This article is based on a podcast episode and YouTube video I did on The Hypothalamic Amenorrhea Podcast. If you’d like to listen to the episode OR learn more about myself and my services, as well as The HA Society, a membership that I run for women with HA, click here.
Hey guys, the day has come where I share in some detail, my HA story.
This is important for me to do because I talk to a lot of girls about hypothalamic amenorrhoea and many have questions about my history with it.
First of all, to explain, hypothalamic amenorrhoea or “HA” is the absence of a period in someone who should have a period, and has before had a period. Not to be confused with primary amenorrhea where you’ve never had a period.
My Life Prior to Hypothalamic Amenorrhoea
So my background is really, really important in this story because it helps other girls to find themselves represented. There are a number of people sharing their HA stories out there, but the thing that helps people the most is to hear a story where they can RELATE. To see yourself in that story.
I’ve heard so many stories of women with a past history of a diagnosed eating disorder or a really high level of athletics – specifically in the endurance sports realm but for me, those stories didn’t resonate.
I was SO confused – why do I have the same diagnosis, but I don’t have the same story? CONFUSING.
SO, I grew up a very normal girl in a very normal family-life setting. I matured at a normal rate and had a fun, carefree life in a first world country. Things were good for me.
I got my first period at 13 and rarely had issues with my period at all.
Like many women, I also grew up thinking that you could get pregnant on any day of the week and all that rubbish, so I was pretty uneducated on period health.

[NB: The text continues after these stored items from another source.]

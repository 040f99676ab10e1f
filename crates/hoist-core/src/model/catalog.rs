//! The static epic/story hierarchy to import.
//!
//! A [`Catalog`] is validated once at construction and never mutated
//! afterwards, so a malformed entry is reported before the first remote
//! call instead of surfacing as a remote-side error halfway through a run.

use crate::error::ErrorCode;
use crate::model::item::ParentItemSpec;
use anyhow::{Context as _, Result};
use serde::Deserialize;
use std::path::Path;

/// Validation failures detected while building a [`Catalog`].
///
/// Positions are 1-based to match how operators count entries in a file.
#[derive(Debug, Clone, PartialEq, Eq, thiserror::Error)]
pub enum CatalogError {
    #[error("epic #{position} has an empty title")]
    EmptyTitle { position: usize },

    #[error("epic #{position} ({title}) has an empty summary")]
    EmptySummary { position: usize, title: String },

    #[error("story #{child} of epic #{parent} ({title}) has an empty summary")]
    EmptyChildSummary {
        parent: usize,
        child: usize,
        title: String,
    },
}

impl CatalogError {
    #[must_use]
    pub const fn code(&self) -> ErrorCode {
        ErrorCode::CatalogInvalid
    }
}

/// Ordered, validated sequence of parent items.
#[derive(Debug, Clone, PartialEq, Eq)]
pub struct Catalog {
    items: Vec<ParentItemSpec>,
}

impl Catalog {
    /// Validate `items` and build a catalog.
    ///
    /// Labels are trimmed, blanks dropped, and repeats collapsed so each
    /// parent carries a label set in first-seen order.
    ///
    /// # Errors
    ///
    /// Returns the first [`CatalogError`] found, in catalog order.
    pub fn new(items: Vec<ParentItemSpec>) -> Result<Self, CatalogError> {
        let mut validated = Vec::with_capacity(items.len());

        for (index, mut parent) in items.into_iter().enumerate() {
            let position = index + 1;
            if parent.title.trim().is_empty() {
                return Err(CatalogError::EmptyTitle { position });
            }
            if parent.summary.trim().is_empty() {
                return Err(CatalogError::EmptySummary {
                    position,
                    title: parent.title,
                });
            }
            if let Some(child) = parent
                .children
                .iter()
                .position(|child| child.summary.trim().is_empty())
            {
                return Err(CatalogError::EmptyChildSummary {
                    parent: position,
                    child: child + 1,
                    title: parent.title,
                });
            }

            parent.labels = normalize_labels(parent.labels);
            validated.push(parent);
        }

        Ok(Self { items: validated })
    }

    /// Parents in import order.
    #[must_use]
    pub fn items(&self) -> &[ParentItemSpec] {
        &self.items
    }

    #[must_use]
    pub fn parent_count(&self) -> usize {
        self.items.len()
    }

    #[must_use]
    pub fn child_count(&self) -> usize {
        self.items.iter().map(|parent| parent.children.len()).sum()
    }

    /// Points the catalog would add if every child were created.
    #[must_use]
    pub fn planned_points(&self) -> u64 {
        self.items.iter().map(ParentItemSpec::planned_points).sum()
    }
}

fn normalize_labels(labels: Vec<String>) -> Vec<String> {
    let mut normalized: Vec<String> = Vec::with_capacity(labels.len());
    for label in labels {
        let trimmed = label.trim();
        if trimmed.is_empty() || normalized.iter().any(|seen| seen == trimmed) {
            continue;
        }
        normalized.push(trimmed.to_string());
    }
    normalized
}

/// On-disk catalog layout shared by the TOML and JSON formats.
#[derive(Debug, Deserialize)]
struct CatalogFile {
    #[serde(default)]
    epics: Vec<ParentItemSpec>,
}

/// Parse and validate a catalog from TOML text.
///
/// # Errors
///
/// Fails on malformed TOML or an invalid catalog entry.
pub fn parse_toml_catalog(content: &str) -> Result<Catalog> {
    let file: CatalogFile = toml::from_str(content).context("invalid TOML catalog")?;
    Ok(Catalog::new(file.epics)?)
}

/// Parse and validate a catalog from JSON text.
///
/// # Errors
///
/// Fails on malformed JSON or an invalid catalog entry.
pub fn parse_json_catalog(content: &str) -> Result<Catalog> {
    let file: CatalogFile = serde_json::from_str(content).context("invalid JSON catalog")?;
    Ok(Catalog::new(file.epics)?)
}

/// Load a catalog file, picking the format from its extension.
///
/// # Errors
///
/// Fails when the file cannot be read, has an unsupported extension, or
/// does not describe a valid catalog.
pub fn load_catalog(path: &Path) -> Result<Catalog> {
    let extension = path
        .extension()
        .and_then(|ext| ext.to_str())
        .map(str::to_ascii_lowercase);

    let parse: fn(&str) -> Result<Catalog> = match extension.as_deref() {
        Some("toml") => parse_toml_catalog,
        Some("json") => parse_json_catalog,
        _ => anyhow::bail!(
            "unsupported catalog format for {}: expected a .toml or .json file",
            path.display()
        ),
    };

    let content = std::fs::read_to_string(path)
        .with_context(|| format!("Failed to read {}", path.display()))?;

    let catalog =
        parse(&content).with_context(|| format!("Failed to load catalog {}", path.display()))?;
    tracing::debug!(
        path = %path.display(),
        epics = catalog.parent_count(),
        stories = catalog.child_count(),
        "catalog loaded"
    );
    Ok(catalog)
}

#[cfg(test)]
mod tests {
    use super::*;
    use crate::model::item::ChildItemSpec;

    fn epic(title: &str) -> ParentItemSpec {
        ParentItemSpec::new(title, format!("[Dashboard] {title}"))
    }

    #[test]
    fn rejects_empty_title() {
        let err = Catalog::new(vec![epic("Foundation"), epic("  ")]).expect_err("must fail");
        assert_eq!(err, CatalogError::EmptyTitle { position: 2 });
    }

    #[test]
    fn rejects_empty_summary() {
        let err = Catalog::new(vec![ParentItemSpec::new("Auth", "")]).expect_err("must fail");
        assert!(matches!(err, CatalogError::EmptySummary { position: 1, .. }));
    }

    #[test]
    fn rejects_empty_child_summary() {
        let parent = epic("Auth")
            .with_child(ChildItemSpec::new("Login", "", 3))
            .with_child(ChildItemSpec::new("", "", 1));
        let err = Catalog::new(vec![parent]).expect_err("must fail");
        assert_eq!(
            err,
            CatalogError::EmptyChildSummary {
                parent: 1,
                child: 2,
                title: "Auth".to_string(),
            }
        );
        assert_eq!(err.code(), ErrorCode::CatalogInvalid);
    }

    #[test]
    fn counts_and_planned_points() {
        let catalog = Catalog::new(vec![
            epic("Foundation")
                .with_child(ChildItemSpec::new("Init", "", 3))
                .with_child(ChildItemSpec::new("Vite", "", 2)),
            epic("Docs").with_child(ChildItemSpec::new("Readme", "", 1)),
            epic("Empty"),
        ])
        .expect("valid");

        assert_eq!(catalog.parent_count(), 3);
        assert_eq!(catalog.child_count(), 3);
        assert_eq!(catalog.planned_points(), 6);
        assert_eq!(catalog.items()[1].title, "Docs");
    }

    #[test]
    fn labels_are_normalized() {
        let mut parent = epic("Auth");
        parent.labels = vec![
            " dashboard ".to_string(),
            String::new(),
            "auth".to_string(),
            "dashboard".to_string(),
        ];
        let catalog = Catalog::new(vec![parent]).expect("valid");
        assert_eq!(catalog.items()[0].labels, vec!["dashboard", "auth"]);
    }

    #[test]
    fn parses_toml_catalog() {
        let catalog = parse_toml_catalog(
            r#"
[[epics]]
name = "Foundation"
summary = "[Dashboard] Foundation"
labels = ["dashboard", "p0"]

  [[epics.stories]]
  summary = "Initialize package"
  description = "Create package.json"
  points = 3

  [[epics.stories]]
  summary = "Configure Vite"
"#,
        )
        .expect("valid TOML");

        assert_eq!(catalog.parent_count(), 1);
        let parent = &catalog.items()[0];
        assert_eq!(parent.title, "Foundation");
        assert_eq!(parent.description, "");
        assert_eq!(parent.children[0].weight, 3);
        assert_eq!(parent.children[1].weight, 0);
    }

    #[test]
    fn parses_json_catalog() {
        let catalog = parse_json_catalog(
            r#"{"epics":[{"title":"Auth","summary":"[P0] Auth","children":[{"summary":"Login","weight":5}]}]}"#,
        )
        .expect("valid JSON");
        assert_eq!(catalog.planned_points(), 5);
    }

    #[test]
    fn invalid_entry_in_file_surfaces_catalog_error() {
        let err = parse_json_catalog(r#"{"epics":[{"title":"","summary":"x"}]}"#)
            .expect_err("must fail");
        assert!(err.downcast_ref::<CatalogError>().is_some());
    }

    #[test]
    fn load_catalog_rejects_unknown_extension() {
        let dir = tempfile::tempdir().expect("tempdir");
        let path = dir.path().join("plan.yaml");
        std::fs::write(&path, "epics: []").expect("write");
        let err = load_catalog(&path).expect_err("must fail");
        assert!(err.to_string().contains("unsupported catalog format"));
    }

    #[test]
    fn load_catalog_reads_toml_file() {
        let dir = tempfile::tempdir().expect("tempdir");
        let path = dir.path().join("plan.toml");
        std::fs::write(
            &path,
            "[[epics]]\ntitle = \"Ops\"\nsummary = \"Ops\"\n[[epics.stories]]\nsummary = \"Deploy\"\npoints = 2\n",
        )
        .expect("write");
        let catalog = load_catalog(&path).expect("load");
        assert_eq!(catalog.child_count(), 1);
    }
}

I played some sport, maybe once or twice a week. The older I got, the less and less I played. My passions were in computers – building websites and art – creating graphics.
Then I finished high school, went to business college, and entered that world.
Then I Started Working Out
Around 18 or so I started to notice my body change. Gaining weight was easier and I felt a little more…now looking back, just curvaceous and matured than my girlfriends. I “needed” to start working out. I was only 18 but I could look 16 I guess….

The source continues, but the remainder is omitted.